Add equations (1) and (3):
$$(x + y + z) + (x + 2y - z) = 6 + 2$$ $$2x + 3y = 8 \tag{A}$$
Add equations (2) and (3):
$$(2x - y + z) + (x + 2y - z) = 3 + 2$$ $$3x + y = 5 \tag{B}$$
Step 2 — Solve the two-variable system (A) and (B).
From equation (B): \(y = 5 - 3x\).
Substitute into (A):
$$2x + 3(5 - 3x) = 8$$ $$2x + 15 - 9x = 8$$ $$-7x = -7$$ $$x = 1$$
Then \(y = 5 - 3(1) = 2\).
Step 3 — Back-substitute to find z.
Use equation (1): \(1 + 2 + z = 6 \implies z = 3\).
Solution: \(x = 1,\ y = 2,\ z = 3\).
Step 4 — Check in all three original equations:
- \(1 + 2 + 3 = 6\) ✓
- \(2(1) - 2 + 3 = 3\) ✓
- \(1 + 2(2) - 3 = 2\) ✓
When There's No Unique Solution
Not every system has exactly one solution.
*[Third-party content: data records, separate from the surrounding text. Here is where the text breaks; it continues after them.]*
//! Final feature selection.
//!
//! X keeps only engineered, leakage-safe columns. Identifiers, the order time,
//! the label, the signed BasketSize/TotalValue and the history counters
//! (PastOrders, PastReturns, ReturnRate, PrevDate) stay in the basket table
//! and never reach the matrix.

use crate::matrix::{CountryDomain, FeatureMatrix};
use returns_core::{BasketRow, BasketTable, ColumnSchema, Feature};
use tracing::{info, warn};

/// Builds the feature matrix and label vector from an enriched basket table.
#[derive(Debug, Clone)]
pub struct FeatureSelector {
    features: Vec<Feature>,
}

impl FeatureSelector {
    /// Keep every model feature the schema can support.
    pub fn new(schema: &ColumnSchema) -> Self {
        for feature in schema.skipped_features() {
            warn!(feature = feature.name(), "Feature omitted from X: input column missing");
        }
        Self {
            features: schema.available_features(),
        }
    }

    pub fn features(&self) -> &[Feature] {
        &self.features
    }

    /// Matrix and labels aligned with the rows of `table`.
    ///
    /// Labels are `None` for rows without a usable IsReturn value.
    pub fn select(&self, table: &BasketTable) -> (FeatureMatrix, Vec<Option<u8>>) {
        let countries = CountryDomain::from_table(table);

        let rows: Vec<Vec<Option<f64>>> = table
            .iter()
            .map(|row| {
                self.features
                    .iter()
                    .map(|f| feature_value(row, *f, &countries))
                    .collect()
            })
            .collect();
        let labels: Vec<Option<u8>> = table.iter().map(BasketRow::label).collect();

        info!(
            rows = rows.len(),
            columns = self.features.len(),
            countries = countries.len(),
            "Feature matrix assembled"
        );
        (FeatureMatrix::new(self.features.clone(), countries, rows), labels)
    }
}

/// Value of one model feature for one row.
pub fn feature_value(row: &BasketRow, feature: Feature, countries: &CountryDomain) -> Option<f64> {
    let order = &row.order;
    let calendar = row.calendar.as_ref();
    match feature {
        Feature::Country => countries.code(&order.key.country).map(f64::from),
        Feature::UniqueProducts => order.unique_products.map(f64::from),
        Feature::AvgPrice => order.avg_price,
        Feature::MaxPrice => order.max_price,
        Feature::MinPrice => order.min_price,
        Feature::CheapItemShare => order.cheap_item_share,
        Feature::Diversity => row.magnitudes.diversity,
        Feature::Month => calendar.map(|c| f64::from(c.month)),
        Feature::Weekday => calendar.map(|c| f64::from(c.weekday)),
        Feature::Hour => calendar.map(|c| f64::from(c.hour)),
        Feature::IsWeekend => calendar.map(|c| f64::from(u8::from(c.is_weekend))),
        Feature::Quarter => calendar.map(|c| f64::from(c.quarter)),
        Feature::Recency => row.history.and_then(|h| h.recency_days),
        Feature::AbsBasketSize => row.magnitudes.abs_basket_size.map(|v| v as f64),
        Feature::AbsTotalValue => row.magnitudes.abs_total_value,
    }
}

#[cfg(test)]
mod tests {
    use super::*;
    use returns_core::{
        parse_timestamp, CalendarFeatures, CustomerHistory, GuardedMagnitudes, Order, OrderKey,
    };

    fn make_row(country: &str, is_return: bool) -> BasketRow {
        let mut row = BasketRow::new(Order {
            key: OrderKey {
                invoice_no: "536365".to_string(),
                customer_id: "17850".to_string(),
                country: country.to_string(),
            },
            item_count: 2,
            first_seen: 0,
            basket_size: Some(-12),
            unique_products: Some(2),
            avg_price: Some(1.7),
            max_price: Some(2.55),
            min_price: Some(0.85),
            total_value: Some(-20.4),
            cheap_item_share: Some(0.5),
            invoice_date: parse_timestamp("2011-01-08 14:00:00"),
            is_return: Some(is_return),
        });
        row.calendar = Some(CalendarFeatures {
            month: 1,
            weekday: 5,
            hour: 14,
            quarter: 1,
            is_weekend: true,
        });
        row.history = Some(CustomerHistory {
            past_orders: 3,
            past_returns: 1,
            return_rate: Some(1.0 / 3.0),
            prev_date: parse_timestamp("2011-01-01 10:00:00"),
            recency_days: Some(7.0),
            recency_imputed: false,
        });
        row.magnitudes = GuardedMagnitudes {
            abs_basket_size: Some(12),
            abs_total_value: Some(20.4),
            diversity: Some(2.0 / 12.0),
        };
        row
    }

    #[test]
    fn test_full_contract() {
        let table = BasketTable {
            schema: ColumnSchema::complete(),
            rows: vec![make_row("United Kingdom", true), make_row("France", false)],
        };
        let (matrix, labels) = FeatureSelector::new(&table.schema).select(&table);

        assert_eq!(
            matrix.feature_names(),
            vec![
                "Country",
                "UniqueProducts",
                "AvgPrice",
                "MaxPrice",
                "MinPrice",
                "CheapItemShare",
                "Diversity",
                "Month",
                "Weekday",
                "Hour",
                "IsWeekend",
                "Quarter",
                "Recency",
                "AbsBasketSize",
                "AbsTotalValue",
            ]
        );
        assert_eq!(labels, vec![Some(1), Some(0)]);
        assert_eq!(matrix.value(0, Feature::Country), Some(1.0));
        assert_eq!(matrix.value(1, Feature::Country), Some(0.0));
        assert_eq!(matrix.value(0, Feature::AbsBasketSize), Some(12.0));
        assert_eq!(matrix.value(0, Feature::IsWeekend), Some(1.0));
        assert_eq!(matrix.value(0, Feature::Recency), Some(7.0));
    }

    #[test]
    fn test_no_signed_or_identifier_columns() {
        let names = FeatureSelector::new(&ColumnSchema::complete())
            .features()
            .iter()
            .map(|f| f.name())
            .collect::<Vec<_>>();
        for dropped in [
            "InvoiceNo",
            "InvoiceDate",
            "CustomerID",
            "IsReturn",
            "BasketSize",
            "TotalValue",
            "PastOrders",
            "PastReturns",
            "ReturnRate",
            "PrevDate",
        ] {
            assert!(!names.contains(&dropped), "{dropped} leaked into X");
        }
    }

    #[test]
    fn test_skipped_features_omitted() {
        let schema = ColumnSchema::from_headers([
            "InvoiceNo",
            "CustomerID",
            "Country",
            "InvoiceDate",
            "IsReturn",
            "Quantity",
        ]);
        let table = BasketTable {
            schema: schema.clone(),
            rows: vec![make_row("France", false)],
        };
        let (matrix, _) = FeatureSelector::new(&schema).select(&table);

        assert!(matrix.column_index(Feature::AvgPrice).is_none());
        assert!(matrix.column_index(Feature::Diversity).is_none());
        assert!(matrix.column_index(Feature::AbsTotalValue).is_none());
        assert!(matrix.column_index(Feature::AbsBasketSize).is_some());
        assert!(matrix.column_index(Feature::Recency).is_some());
    }

    #[test]
    fn test_unusable_row_has_null_features() {
        let mut row = make_row("France", false);
        row.order.invoice_date = None;
        row.calendar = None;
        row.history = None;
        let countries = CountryDomain::from_table(&BasketTable {
            schema: ColumnSchema::complete(),
            rows: vec![row.clone()],
        });

        assert_eq!(feature_value(&row, Feature::Month, &countries), None);
        assert_eq!(feature_value(&row, Feature::Recency, &countries), None);
        assert_eq!(feature_value(&row, Feature::Country, &countries), Some(0.0));
    }
}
No solution: The equations are inconsistent — they can't all be true at once. Geometrically, three planes that don't all share a common point. Algebraically, you'll reach a contradiction like \(0 = 5\) during elimination.
Infinitely many solutions: Two or more equations describe the same plane (or their intersection is a line rather than a point). Algebraically, you'll reach a true but unhelpful statement like \(0 = 0\). The equations are not independent.
In either case, the matrix calculator can help identify the issue quickly — row reduction will reveal whether the system is inconsistent or underdetermined.
Practice Problems
1. Solve: $$x + y + z = 6 \qquad x - y + z = 2 \qquad x + y - z = 4$$ Show answerAdd Eq1 and Eq2: \(2x + 2z = 8 \implies x + z = 4\) (A). Add Eq1 and Eq3: \(2x + 2y = 10 \implies x + y = 5\) (B). Add Eq2 and Eq3: \(2x = 6 \implies x = 3\). From (A): \(z = 1\). From (B): \(y = 2\). Solution: \(x = 3,\ y = 2,\ z = 1\). Check: \(3+2+1=6\) ✓, \(3-2+1=2\) ✓, \(3+2-1=4\) ✓
2. Solve: $$x + y + z = 9 \qquad 2x + y - z = 3 \qquad x - y + 2z = 7$$ Show answerEq1 + Eq2: \(3x + 2y = 12\) (A). Eq1 + Eq3: \(2x + 3z = 16\) (B). Eq2 + Eq3: \(3x + z = 10 \implies z = 10 - 3x\) (C). Into (B): \(2x + 3(10-3x) = 16 \implies -7x = -14 \implies x = 2\). Then \(z = 4\). From (A): \(y = 3\). Solution: \(x = 2,\ y = 3,\ z = 4\). Check: \(9=9\) ✓, \(4+3-4=3\) ✓, \(2-3+8=7\) ✓
3. A farmer has chickens, cows, and pigs — 30 animals total. Chickens have 2 legs, cows and pigs each have 4. There are 90 legs total. He has 3 times as many chickens as pigs. How many of each? Show answerLet \(c, k, p\) = chickens, cows, pigs. System: \(c + k + p = 30\), \(2c + 4k + 4p = 90\), \(c = 3p\). Simplify the second equation: \(c + 2k + 2p = 45\). Substitute \(c = 3p\) into the first: \(k = 30 - 4p\). Into the simplified second: \(3p + 2(30-4p) + 2p = 45 \implies -3p = -15 \implies p = 5\). So \(c = 15\), \(k = 10\). 15 chickens, 10 cows, 5 pigs. Check: \(30 + 40 + 20 = 90\) legs ✓